TASK GOAL ▸ Looking at the listing below, how many lines include "application"? Answer with the number only.

····················

// Copyright (c) 2026 100monkeys.ai
// SPDX-License-Identifier: AGPL-3.0

//! Whole-project scenarios against the in-memory engine.
//!
//! Each test builds a small project, drives it through the orchestrator
//! verbs and checks the engine-side state afterwards, which is the only
//! state the orchestrator itself relies on.

use std::collections::BTreeMap;
use std::sync::Arc;
use std::time::Duration;

use stevedore_core::application::{ChangeAction, ProjectOrchestrator, ServiceOutcome, UpOptions};
use stevedore_core::domain::config::ExecutionConfig;
use stevedore_core::domain::container::{ContainerState, MountKind};
use stevedore_core::domain::convergence::ConvergenceStrategy;
use stevedore_core::domain::engine::{ContainerEngine, ContainerSpec};
use stevedore_core::domain::error::ProjectError;
use stevedore_core::domain::events::ContainerEvent;
use stevedore_core::domain::labels;
use stevedore_core::domain::project::{Project, VolumeConfig};
use stevedore_core::domain::service::{AccessMode, Link, NetworkMode, Service, VolumeFromSpec};
use stevedore_core::infrastructure::{EventBus, InMemoryEngine, ProjectEvent};
use tokio_test::assert_ok;
use tokio_util::sync::CancellationToken;

fn orchestrator(project: Project, engine: &InMemoryEngine) -> ProjectOrchestrator {
    ProjectOrchestrator::new(
        project,
        Arc::new(engine.clone()),
        Arc::new(EventBus::default()),
        ExecutionConfig::default(),
    )
}

/// data <- db (volumes_from) <- web (link), plus an independent cache.
fn shop() -> Project {
    Project::new(
        "shop",
        vec![
            Service::new("data", "busybox").with_volume("/var/data".parse().unwrap()),
            Service::new("db", "postgres:16")
                .with_volumes_from(VolumeFromSpec::service("data", AccessMode::ReadWrite)),
            Service::new("web", "shop/web:1.0").with_link(Link::new("db")),
            Service::new("cache", "redis:7"),
        ],
    )
    .unwrap()
}

fn state_of(engine: &InMemoryEngine, name: &str) -> Option<ContainerState> {
    engine
        .snapshot()
        .into_iter()
        .find(|c| c.name == name)
        .map(|c| c.state)
}

fn id_of(engine: &InMemoryEngine, name: &str) -> String {
    engine
        .snapshot()
        .into_iter()
        .find(|c| c.name == name)
        .map(|c| c.id)
        .unwrap_or_else(|| panic!("container {} does not exist", name))
}

fn names(engine: &InMemoryEngine) -> Vec<String> {
    engine.snapshot().into_iter().map(|c| c.name).collect()
}

#[tokio::test]
async fn test_up_starts_every_service_once_in_dependency_order() {
    let engine = InMemoryEngine::new();
    let event_bus = Arc::new(EventBus::default());
    let mut events = event_bus.subscribe();
    let orchestrator = ProjectOrchestrator::new(
        shop(),
        Arc::new(engine.clone()),
        event_bus,
        ExecutionConfig::default(),
    );

    let report = orchestrator
        .up(&[], UpOptions::default(), &CancellationToken::new())
        .await
        .unwrap();
    assert!(report.is_success(), "{:?}", report);

    let order = engine.start_order();
    for name in ["shop_data_1", "shop_db_1", "shop_web_1", "shop_cache_1"] {
        assert_eq!(order.iter().filter(|n| *n == name).count(), 1, "{} started once", name);
        assert_eq!(state_of(&engine, name), Some(ContainerState::Running));
    }
    let position = |name: &str| order.iter().position(|n| n == name).unwrap();
    assert!(position("shop_data_1") < position("shop_db_1"));
    assert!(position("shop_db_1") < position("shop_web_1"));

    let mut started = 0;
    while let Ok(event) = events.try_recv() {
        if let ProjectEvent::Container(ContainerEvent::ContainerStarted { .. }) = event {
            started += 1;
        }
    }
    assert_eq!(started, 4);
}

#[tokio::test]
async fn test_up_with_never_strategy_is_idempotent() {
    let engine = InMemoryEngine::new();
    let orchestrator = orchestrator(shop(), &engine);
    let cancel = CancellationToken::new();
    let options = UpOptions {
        strategy: ConvergenceStrategy::Never,
        ..Default::default()
    };

    orchestrator.up(&[], options.clone(), &cancel).await.unwrap();
    let created = engine.call_count("create_container");
    let ids: Vec<String> = engine.snapshot().into_iter().map(|c| c.id).collect();

    let report = orchestrator.up(&[], options, &cancel).await.unwrap();
    assert!(report.is_success());
    assert_eq!(report.changes().count(), 0);
    assert_eq!(engine.call_count("create_container"), created);
    assert_eq!(engine.snapshot().into_iter().map(|c| c.id).collect::<Vec<_>>(), ids);
}

#[tokio::test]
async fn test_always_strategy_recreates_and_preserves_volumes() {
    let db = Service::new("db", "postgres:16")
        .with_volume("pgdata:/var/lib/postgresql/data".parse().unwrap())
        .with_volume("/srv/db/conf:/etc/postgresql:ro".parse().unwrap())
        .with_volume("/var/cache/db".parse().unwrap());
    let project = Project::with_resources(
        "shop",
        vec![db],
        BTreeMap::from([("pgdata".to_string(), VolumeConfig::default())]),
        BTreeMap::new(),
    )
    .unwrap();

    let engine = InMemoryEngine::new();
    let orchestrator = orchestrator(project, &engine);
    let cancel = CancellationToken::new();

    orchestrator.up(&[], UpOptions::default(), &cancel).await.unwrap();
    let before = engine.inspect_container("shop_db_1").await.unwrap();

    let report = orchestrator
        .up(
            &[],
            UpOptions {
                strategy: ConvergenceStrategy::Always,
                ..Default::default()
            },
            &cancel,
        )
        .await
        .unwrap();
    assert!(report.is_success(), "{:?}", report);
    assert_eq!(report.summary("db").unwrap().count(ChangeAction::Recreated), 1);

    let after = engine.inspect_container("shop_db_1").await.unwrap();
    assert_ne!(after.id, before.id);
    assert!(after.is_running());
    assert_eq!(names(&engine), vec!["shop_db_1"]);

    for destination in ["/var/lib/postgresql/data", "/etc/postgresql", "/var/cache/db"] {
        let old = before.mount(destination).unwrap();
        let new = after.mount(destination).unwrap();
        assert_eq!(new.kind, old.kind, "{}", destination);
        assert_eq!(new.name, old.name, "{}", destination);
        assert_eq!(new.source, old.source, "{}", destination);
    }
    assert_eq!(
        after.mount("/var/lib/postgresql/data").unwrap().name.as_deref(),
        Some("shop_pgdata")
    );
    assert_eq!(after.mount("/etc/postgresql").unwrap().kind, MountKind::Bind);
}

#[tokio::test]
async fn test_failed_recreate_leaves_previous_container() {
    let engine = InMemoryEngine::new();
    let orchestrator = orchestrator(shop(), &engine);
    let cancel = CancellationToken::new();

    orchestrator.up(&[], UpOptions::default(), &cancel).await.unwrap();
    let original = id_of(&engine, "shop_cache_1");

    engine.fail_create("shop_cache_1");
    let report = orchestrator
        .up(
            &["cache"],
            UpOptions {
                strategy: ConvergenceStrategy::Always,
                ..Default::default()
            },
            &cancel,
        )
        .await
        .unwrap();

    assert!(matches!(
        report.error("cache"),
        Some(ProjectError::OperationFailed { .. })
    ));
    assert_eq!(id_of(&engine, "shop_cache_1"), original);
    assert_eq!(state_of(&engine, "shop_cache_1"), Some(ContainerState::Running));
}

#[tokio::test]
async fn test_scale_keeps_lowest_ordinals() {
    let project = Project::new("shop", vec![Service::new("web", "shop/web:1.0")]).unwrap();
    let engine = InMemoryEngine::new();
    let orchestrator = orchestrator(project, &engine);
    let cancel = CancellationToken::new();

    orchestrator.up(&[], UpOptions::default(), &cancel).await.unwrap();
    let first = id_of(&engine, "shop_web_1");

    orchestrator.scale("web", 3, &cancel).await.unwrap();
    assert_eq!(names(&engine), vec!["shop_web_1", "shop_web_2", "shop_web_3"]);
    let second = id_of(&engine, "shop_web_2");

    orchestrator.scale("web", 2, &cancel).await.unwrap();
    assert_eq!(names(&engine), vec!["shop_web_1", "shop_web_2"]);
    assert_eq!(id_of(&engine, "shop_web_1"), first);
    assert_eq!(id_of(&engine, "shop_web_2"), second);

    let report = orchestrator.scale("web", 4, &cancel).await.unwrap();
    let created: Vec<&str> = report
        .changes()
        .filter(|(_, c)| c.action == ChangeAction::Created)
        .map(|(_, c)| c.container.as_str())
        .collect();
    assert_eq!(created, vec!["shop_web_3", "shop_web_4"]);
    assert!(engine.snapshot().iter().all(|c| c.is_running()));
}
// Copyright (c) 2026 100monkeys.ai
// SPDX-License-Identifier: AGPL-3.0

//! Project lifecycle commands
//!
//! Commands: up, create, start, stop, pause, unpause, kill, rm, scale, down

use anyhow::Result;
use clap::Args;
use colored::Colorize;
use std::future::Future;
use std::sync::Arc;
use std::time::Duration;
use tokio_util::sync::CancellationToken;

use stevedore_core::application::{OperationReport, UpOptions};
use stevedore_core::domain::convergence::ConvergenceStrategy;
use stevedore_core::domain::error::ProjectError;

use super::output;
use super::{as_refs, interrupt_token, parse_scale, ProjectContext, ProjectSource};

/// Services to operate on; none means the whole project.
#[derive(Args, Debug, Clone, Default)]
pub struct ServiceArgs {
    #[arg(value_name = "SERVICE")]
    pub services: Vec<String>,
}

#[derive(Args, Debug, Clone, Default)]
pub struct RecreateArgs {
    /// Recreate containers even if their configuration is unchanged
    #[arg(long, conflicts_with = "no_recreate")]
    pub force_recreate: bool,

    /// Never recreate existing containers
    #[arg(long)]
    pub no_recreate: bool,
}

impl RecreateArgs {
    pub fn strategy(&self) -> ConvergenceStrategy {
        if self.force_recreate {
            ConvergenceStrategy::Always
        } else if self.no_recreate {
            ConvergenceStrategy::Never
        } else {
            ConvergenceStrategy::Changed
        }
    }
}

#[derive(Args, Debug, Clone)]
pub struct UpArgs {
    #[command(flatten)]
    pub services: ServiceArgs,

    #[command(flatten)]
    pub recreate: RecreateArgs,

    /// Do not bring up the dependencies of the named services
    #[arg(long)]
    pub no_deps: bool,

    /// Run COUNT containers of SERVICE (repeatable)
    #[arg(long, value_name = "SERVICE=COUNT", value_parser = parse_scale)]
    pub scale: Vec<(String, u32)>,
}

#[derive(Args, Debug, Clone)]
pub struct CreateArgs {
    #[command(flatten)]
    pub services: ServiceArgs,

    #[command(flatten)]
    pub recreate: RecreateArgs,
}

#[derive(Args, Debug, Clone)]
pub struct StopArgs {
    #[command(flatten)]
    pub services: ServiceArgs,

    /// Seconds to wait before killing (default: execution.stop_timeout_secs)
    #[arg(short, long, value_name = "SECONDS")]
    pub timeout: Option<u64>,
}

#[derive(Args, Debug, Clone)]
pub struct KillArgs {
    #[command(flatten)]
    pub services: ServiceArgs,

    /// Signal to send
    #[arg(short, long, default_value = "SIGKILL")]
    pub signal: String,
}

#[derive(Args, Debug, Clone)]
pub struct ScaleArgs {
    /// Target container counts
    #[arg(value_name = "SERVICE=COUNT", required = true, value_parser = parse_scale)]
    pub targets: Vec<(String, u32)>,
}

#[derive(Args, Debug, Clone)]
pub struct DownArgs {
    /// Also remove the project's named volumes
    #[arg(short, long)]
    pub volumes: bool,
}

// ============================================================================
// Handlers
// ============================================================================

pub async fn up(args: UpArgs, source: &ProjectSource) -> Result<()> {
    let services = as_refs(&args.services.services);
    let options = UpOptions {
        strategy: args.recreate.strategy(),
        start_deps: !args.no_deps,
        scale: args.scale.into_iter().collect(),
    };
    run(source, |ctx, cancel| async move {
        ctx.orchestrator.up(&services, options, &cancel).await
    })
    .await
}

pub async fn create(args: CreateArgs, source: &ProjectSource) -> Result<()> {
    let services = as_refs(&args.services.services);
    let strategy = args.recreate.strategy();
    run(source, |ctx, cancel| async move {
        ctx.orchestrator.create(&services, strategy, &cancel).await
    })
    .await
}

pub async fn start(args: ServiceArgs, source: &ProjectSource) -> Result<()> {
    let services = as_refs(&args.services);
    run(source, |ctx, cancel| async move {
        ctx.orchestrator.start(&services, &cancel).await
    })
    .await
}

pub async fn stop(args: StopArgs, source: &ProjectSource) -> Result<()> {
    let services = as_refs(&args.services.services);
    let timeout = args.timeout.map(Duration::from_secs);
    run(source, |ctx, cancel| async move {
        ctx.orchestrator.stop(&services, timeout, &cancel).await
    })
    .await
}

pub async fn pause(args: ServiceArgs, source: &ProjectSource) -> Result<()> {
    let services = as_refs(&args.services);
    run(source, |ctx, cancel| async move {
        ctx.orchestrator.pause(&services, &cancel).await
    })
    .await
}

pub async fn unpause(args: ServiceArgs, source: &ProjectSource) -> Result<()> {
    let services = as_refs(&args.services);
    run(source, |ctx, cancel| async move {
        ctx.orchestrator.unpause(&services, &cancel).await
    })
    .await
}

pub async fn kill(args: KillArgs, source: &ProjectSource) -> Result<()> {
    let services = as_refs(&args.services.services);
    let signal = args.signal;
    run(source, |ctx, cancel| async move {
        ctx.orchestrator.kill(&services, &signal, &cancel).await
    })
    .await
}

pub async fn rm(args: ServiceArgs, source: &ProjectSource) -> Result<()> {
    let services = as_refs(&args.services);
    run(source, |ctx, cancel| async move {
        ctx.orchestrator.remove_stopped(&services, &cancel).await
    })
    .await
}

/// Scale each named service in turn; stops at the first hard error.
pub async fn scale(args: ScaleArgs, source: &ProjectSource) -> Result<()> {
    let ctx = ProjectContext::load(source).await?;
    let cancel = interrupt_token();
    let progress = output::spawn_progress(&ctx.event_bus);

    let mut outcome = Ok(());
    for (service, count) in args.targets {
        println!("{} {} to {}", "Scaling".bold(), service, count);
        let result = ctx.orchestrator.scale(&service, count, &cancel).await;
        outcome = settle(result);
        if outcome.is_err() {
            break;
        }
    }

    tokio::task::yield_now().await;
    progress.abort();
    outcome
}

pub async fn down(args: DownArgs, source: &ProjectSource) -> Result<()> {
    let remove_volumes = args.volumes;
    run(source, |ctx, cancel| async move {
        ctx.orchestrator.down(&[], remove_volumes, &cancel).await
    })
    .await
}

/// Load the project, stream progress while `operation` runs, then print the
/// report.
async fn run<F, Fut>(source: &ProjectSource, operation: F) -> Result<()>
where
    F: FnOnce(Arc<ProjectContext>, CancellationToken) -> Fut,
    Fut: Future<Output = Result<OperationReport, ProjectError>>,
{
    let ctx = Arc::new(ProjectContext::load(source).await?);
    let cancel = interrupt_token();
    let progress = output::spawn_progress(&ctx.event_bus);

    let result = operation(ctx.clone(), cancel).await;

    tokio::task::yield_now().await;
    progress.abort();
    settle(result)
}

fn settle(result: Result<OperationReport, ProjectError>) -> Result<()> {
    match result {
        Ok(report) => output::finish(&report),
        Err(err) => Err(err.into()),
    }
}
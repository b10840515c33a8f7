// Copyright (c) 2026 100monkeys.ai
// SPDX-License-Identifier: AGPL-3.0

//! Container engine port.
//!
//! Every method is a blocking network call in a real deployment and is the
//! unit of concurrency for the execution engine.

use crate::domain::container::Container;
use crate::domain::labels::LabelFilter;
use crate::domain::service::LoggingConfig;
use async_trait::async_trait;
use serde::{Deserialize, Serialize};
use std::collections::HashMap;
use std::time::Duration;
use thiserror::Error;

#[derive(Debug, Clone, PartialEq, Eq, Error)]
pub enum EngineError {
    #[error("Not found: {0}")]
    NotFound(String),
    #[error("Conflict: {0}")]
    Conflict(String),
    #[error("Engine API error: {0}")]
    Api(String),
    #[error("Engine connection error: {0}")]
    Connection(String),
}

/// Everything needed to create one container.
#[derive(Debug, Clone, Default, PartialEq, Eq, Serialize, Deserialize)]
pub struct ContainerSpec {
    pub name: String,
    pub image: String,
    pub command: Option<Vec<String>>,
    pub entrypoint: Option<Vec<String>>,
    /// `KEY=VALUE`
    pub env: Vec<String>,
    pub labels: HashMap<String, String>,
    /// Container paths for engine-managed (anonymous) volumes.
    pub volumes: Vec<String>,
    /// `source:target:mode` where source is a host path or a volume name.
    pub binds: Vec<String>,
    /// `container-id:mode`
    pub volumes_from: Vec<String>,
    /// `container-name:alias`
    pub links: Vec<String>,
    pub network_mode: Option<String>,
    pub log_config: Option<LoggingConfig>,
}

#[derive(Debug, Clone, PartialEq, Eq, Serialize, Deserialize)]
pub struct VolumeInfo {
    pub name: String,
    pub driver: String,
    #[serde(default)]
    pub options: HashMap<String, String>,
    #[serde(default)]
    pub labels: HashMap<String, String>,
}

#[derive(Debug, Clone, PartialEq, Eq, Serialize, Deserialize)]
pub struct NetworkInfo {
    pub id: String,
    pub name: String,
    pub driver: String,
    #[serde(default)]
    pub options: HashMap<String, String>,
    #[serde(default)]
    pub labels: HashMap<String, String>,
}

/// Request to create a volume or a network.
#[derive(Debug, Clone, Default, PartialEq, Eq, Serialize, Deserialize)]
pub struct ResourceSpec {
    pub name: String,
    /// `None` lets the engine pick its default driver.
    pub driver: Option<String>,
    pub options: HashMap<String, String>,
    pub labels: HashMap<String, String>,
}

#[async_trait]
pub trait ContainerEngine: Send + Sync {
    /// Make sure `image` is available locally, pulling it if needed.
    async fn ensure_image(&self, image: &str) -> Result<(), EngineError>;

    /// Returns the new container id.
    async fn create_container(&self, spec: ContainerSpec) -> Result<String, EngineError>;
    async fn start_container(&self, id: &str) -> Result<(), EngineError>;
    async fn stop_container(&self, id: &str, timeout: Duration) -> Result<(), EngineError>;
    async fn kill_container(&self, id: &str, signal: &str) -> Result<(), EngineError>;
    async fn pause_container(&self, id: &str) -> Result<(), EngineError>;
    async fn unpause_container(&self, id: &str) -> Result<(), EngineError>;
    async fn rename_container(&self, id: &str, new_name: &str) -> Result<(), EngineError>;
    async fn remove_container(&self, id: &str, force: bool) -> Result<(), EngineError>;

    /// Inspect by id or name.
    async fn inspect_container(&self, id: &str) -> Result<Container, EngineError>;
    async fn list_containers(
        &self,
        filter: &LabelFilter,
        include_stopped: bool,
    ) -> Result<Vec<Container>, EngineError>;

    async fn create_network(&self, spec: ResourceSpec) -> Result<NetworkInfo, EngineError>;
    async fn inspect_network(&self, name: &str) -> Result<Option<NetworkInfo>, EngineError>;
    async fn remove_network(&self, name: &str) -> Result<(), EngineError>;

    async fn create_volume(&self, spec: ResourceSpec) -> Result<VolumeInfo, EngineError>;
    async fn inspect_volume(&self, name: &str) -> Result<Option<VolumeInfo>, EngineError>;
    async fn remove_volume(&self, name: &str) -> Result<(), EngineError>;
}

····················

ANSWER FOR THIS EXERCISE ▸ 2